= Information supplied =

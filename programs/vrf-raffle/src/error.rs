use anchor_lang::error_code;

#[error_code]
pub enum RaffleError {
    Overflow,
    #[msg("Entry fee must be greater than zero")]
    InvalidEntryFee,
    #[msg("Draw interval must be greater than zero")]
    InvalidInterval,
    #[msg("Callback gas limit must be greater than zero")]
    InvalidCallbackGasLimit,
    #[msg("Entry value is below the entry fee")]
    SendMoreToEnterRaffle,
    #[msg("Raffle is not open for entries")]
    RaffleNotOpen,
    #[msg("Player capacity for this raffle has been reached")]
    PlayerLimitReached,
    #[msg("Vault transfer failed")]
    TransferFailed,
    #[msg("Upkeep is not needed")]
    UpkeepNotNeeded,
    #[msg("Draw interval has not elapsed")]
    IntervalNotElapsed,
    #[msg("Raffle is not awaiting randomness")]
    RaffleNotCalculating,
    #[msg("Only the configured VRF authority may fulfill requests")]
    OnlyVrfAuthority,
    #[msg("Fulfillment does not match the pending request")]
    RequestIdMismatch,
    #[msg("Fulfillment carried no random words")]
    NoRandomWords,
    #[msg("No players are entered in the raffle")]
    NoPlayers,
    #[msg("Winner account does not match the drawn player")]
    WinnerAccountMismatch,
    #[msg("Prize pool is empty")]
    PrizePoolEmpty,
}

= Exercise objective =
Where a line of the material holds the word "greater", copy that line.

= Result below =
    #[msg("Entry fee must be greater than zero")]
    #[msg("Draw interval must be greater than zero")]
    #[msg("Callback gas limit must be greater than zero")]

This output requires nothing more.